(Task requirements): Give the data again in its entirety, exactly as provided.
[Start of section]
//! Helper macro for generating domain port error enums.

macro_rules! define_port_error {
    (
        $(#[$outer:meta])*
        pub enum $name:ident {
            $(
                $(#[$variant_meta:meta])*
                $variant:ident { $($field:ident : $ty:ty),* $(,)? } => $message:expr
            ),* $(,)?
        }
    ) => {
        $(#[$outer])*
        #[derive(Debug, Clone, PartialEq, Eq, thiserror::Error)]
        pub enum $name {
            $(
                $(#[$variant_meta])*
                #[error($message)]
                $variant { $($field : $ty),* },
            )*
        }

        impl $name {
            ::paste::paste! {
                $(
                    #[doc = concat!("Helper constructor for [`Self::", stringify!($variant), "`].")]
                    #[must_use]
                    pub fn [<$variant:snake>]($($field: impl Into<$ty>),*) -> Self {
                        Self::$variant { $($field: $field.into()),* }
                    }
                )*
            }
        }
    };
}

pub(crate) use define_port_error;

#[cfg(test)]
mod tests {
    //! Regression coverage for this module.
    define_port_error! {
        /// Example error for macro coverage.
        pub enum ExamplePortError {
            /// Connectivity failure.
            Connection { message: String } => "connection failed: {message}",
            /// Mixed-field failure.
            Refused { message: String, status: u16 } => "refused ({status}): {message}",
        }
    }

    #[test]
    fn constructors_accept_str_for_string_fields() {
        let err = ExamplePortError::connection("timed out");
        assert_eq!(err.to_string(), "connection failed: timed out");
    }

    #[test]
    fn constructors_support_mixed_fields() {
        let err = ExamplePortError::refused("no capacity", 503_u16);
        assert_eq!(err.to_string(), "refused (503): no capacity");
    }
}
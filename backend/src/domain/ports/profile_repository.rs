//! Port for user profile records in the remote store.

use async_trait::async_trait;

use crate::domain::identity::{EmailAddress, IdentityId};
use crate::domain::profile::{UserProfile, UserProfilePatch};
use crate::domain::role::Role;

use super::macros::define_port_error;

define_port_error! {
    /// Errors raised by profile repository adapters.
    pub enum ProfileRepositoryError {
        /// Store connection could not be established.
        Connection { message: String } =>
            "profile repository connection failed: {message}",
        /// Query or mutation failed during execution.
        Query { message: String } =>
            "profile repository query failed: {message}",
        /// The referenced record does not exist.
        Missing { id: String } =>
            "profile record {id} does not exist",
    }
}

/// Data required to create a profile at invite redemption.
#[derive(Debug, Clone, PartialEq, Eq)]
pub struct NewUserProfile {
    /// Identity id the profile is keyed by.
    pub id: IdentityId,
    /// Normalised address the identity authenticated with.
    pub email: EmailAddress,
    /// Display name carried over from the invite.
    pub name: String,
    /// Role carried over from the invite.
    pub role: Role,
}

/// Port for user profile storage and retrieval.
#[cfg_attr(test, mockall::automock)]
#[async_trait]
pub trait ProfileRepository: Send + Sync {
    /// Full collection, unordered.
    async fn list_all(&self) -> Result<Vec<UserProfile>, ProfileRepositoryError>;

    /// Fetch one record by identity id.
    async fn find_by_id(
        &self,
        id: &IdentityId,
    ) -> Result<Option<UserProfile>, ProfileRepositoryError>;

    /// Fetch one record by normalised email.
    async fn find_by_email(
        &self,
        email: &EmailAddress,
    ) -> Result<Option<UserProfile>, ProfileRepositoryError>;

    /// Insert a new profile; adapters stamp `created_at` and set it active.
    async fn insert(
        &self,
        profile: &NewUserProfile,
    ) -> Result<UserProfile, ProfileRepositoryError>;

    /// Merge the patch into an existing record.
    async fn merge(
        &self,
        id: &IdentityId,
        patch: &UserProfilePatch,
    ) -> Result<UserProfile, ProfileRepositoryError>;

    /// Remove the record.
    async fn delete(&self, id: &IdentityId) -> Result<(), ProfileRepositoryError>;
}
[End of section]
(Response below):
//! Helper macro for generating domain port error enums.

macro_rules! define_port_error {
    (
        $(#[$outer:meta])*
        pub enum $name:ident {
            $(
                $(#[$variant_meta:meta])*
                $variant:ident { $($field:ident : $ty:ty),* $(,)? } => $message:expr
            ),* $(,)?
        }
    ) => {
        $(#[$outer])*
        #[derive(Debug, Clone, PartialEq, Eq, thiserror::Error)]
        pub enum $name {
            $(
                $(#[$variant_meta])*
                #[error($message)]
                $variant { $($field : $ty),* },
            )*
        }

        impl $name {
            ::paste::paste! {
                $(
                    #[doc = concat!("Helper constructor for [`Self::", stringify!($variant), "`].")]
                    #[must_use]
                    pub fn [<$variant:snake>]($($field: impl Into<$ty>),*) -> Self {
                        Self::$variant { $($field: $field.into()),* }
                    }
                )*
            }
        }
    };
}

pub(crate) use define_port_error;

#[cfg(test)]
mod tests {
    //! Regression coverage for this module.
    define_port_error! {
        /// Example error for macro coverage.
        pub enum ExamplePortError {
            /// Connectivity failure.
            Connection { message: String } => "connection failed: {message}",
            /// Mixed-field failure.
            Refused { message: String, status: u16 } => "refused ({status}): {message}",
        }
    }

    #[test]
    fn constructors_accept_str_for_string_fields() {
        let err = ExamplePortError::connection("timed out");
        assert_eq!(err.to_string(), "connection failed: timed out");
    }

    #[test]
    fn constructors_support_mixed_fields() {
        let err = ExamplePortError::refused("no capacity", 503_u16);
        assert_eq!(err.to_string(), "refused (503): no capacity");
    }
}
filename backend/src/domain/ports/profile_repository.rs
//! Port for user profile records in the remote store.

use async_trait::async_trait;

use crate::domain::identity::{EmailAddress, IdentityId};
use crate::domain::profile::{UserProfile, UserProfilePatch};
use crate::domain::role::Role;

use super::macros::define_port_error;

define_port_error! {
    /// Errors raised by profile repository adapters.
    pub enum ProfileRepositoryError {
        /// Store connection could not be established.
        Connection { message: String } =>
            "profile repository connection failed: {message}",
        /// Query or mutation failed during execution.
        Query { message: String } =>
            "profile repository query failed: {message}",
        /// The referenced record does not exist.
        Missing { id: String } =>
            "profile record {id} does not exist",
    }
}

/// Data required to create a profile at invite redemption.
#[derive(Debug, Clone, PartialEq, Eq)]
pub struct NewUserProfile {
    /// Identity id the profile is keyed by.
    pub id: IdentityId,
    /// Normalised address the identity authenticated with.
    pub email: EmailAddress,
    /// Display name carried over from the invite.
    pub name: String,
    /// Role carried over from the invite.
    pub role: Role,
}

/// Port for user profile storage and retrieval.
#[cfg_attr(test, mockall::automock)]
#[async_trait]
pub trait ProfileRepository: Send + Sync {
    /// Full collection, unordered.
    async fn list_all(&self) -> Result<Vec<UserProfile>, ProfileRepositoryError>;

    /// Fetch one record by identity id.
    async fn find_by_id(
        &self,
        id: &IdentityId,
    ) -> Result<Option<UserProfile>, ProfileRepositoryError>;

    /// Fetch one record by normalised email.
    async fn find_by_email(
        &self,
        email: &EmailAddress,
    ) -> Result<Option<UserProfile>, ProfileRepositoryError>;

    /// Insert a new profile; adapters stamp `created_at` and set it active.
    async fn insert(
        &self,
        profile: &NewUserProfile,
    ) -> Result<UserProfile, ProfileRepositoryError>;

    /// Merge the patch into an existing record.
    async fn merge(
        &self,
        id: &IdentityId,
        patch: &UserProfilePatch,
    ) -> Result<UserProfile, ProfileRepositoryError>;

    /// Remove the record.
    async fn delete(&self, id: &IdentityId) -> Result<(), ProfileRepositoryError>;
}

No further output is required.